Hypotrophy is a chronic nutritional disorder in a child, which is characterized by an energy and / or qualitative lack of nutrients, which leads to a lack of body weight of the baby, impaired physical and intellectual development, pathological changes in all organs and systems. The disease affects mainly children under 3 years of age. In different countries, the frequency of malnutrition varies from 2 to 30%, depending on the economic and social development of the country.

There are two types of malnutrition:

  • congenital;
  • acquired.

Congenital or intrauterine malnutrition is a malnutrition that occurs even in the period of intrauterine development of the child.

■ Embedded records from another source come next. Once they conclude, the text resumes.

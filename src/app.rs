//! Estimate Table App
//!
//! Root component: provides state, loads the rows, lays out the page.

use leptos::prelude::*;
use leptos::task::spawn_local;
use reactive_stores::Store;

use crate::components::{EstimateTable, Navbar};
use crate::config::ApiConfig;
use crate::context::AppContext;
use crate::controller;
use crate::store::AppState;

#[component]
pub fn App(config: ApiConfig) -> impl IntoView {
    let store = Store::new(AppState::new());
    let reload_trigger = signal(0u32);
    let ctx = AppContext::new(reload_trigger, config);

    // Provide context to all children
    provide_context(store);
    provide_context(ctx);

    // Load rows on mount and whenever a reload is requested
    Effect::new(move |_| {
        let trigger = ctx.reload_trigger.get();
        log::debug!("loading rows, trigger={}", trigger);
        let service = ctx.service();
        spawn_local(async move {
            controller::refetch(&service, &store).await;
        });
    });

    view! {
        <Navbar />
        <main class="main-content">
            <EstimateTable />
        </main>
    }
}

The main causes of congenital fetal malnutrition:

  • insufficiency of uteroplacental circulation;
  • chronic fetal hypoxia;
  • chromosomal and genomic mutations;
  • pathology of pregnancy;
  • constitutional features of the mother's body (small stature, body weight, age);
  • mother's bad habits;
  • malnutrition in pregnant women.

Acquired malnutrition is a chronic eating disorder of a child, which is characterized by a slowdown or cessation of the growth of the baby's body weight, a violation of normal body proportions, thinning and disappearance of subcutaneous fatty tissue, a violation of the digestive processes, a decrease in the body's resistance to infections, a predisposition to various diseases and a delay in neuropsychic development . It is this type of malnutrition that occurs most often and brings a lot of grief to young parents, therefore, further we will talk about this violation.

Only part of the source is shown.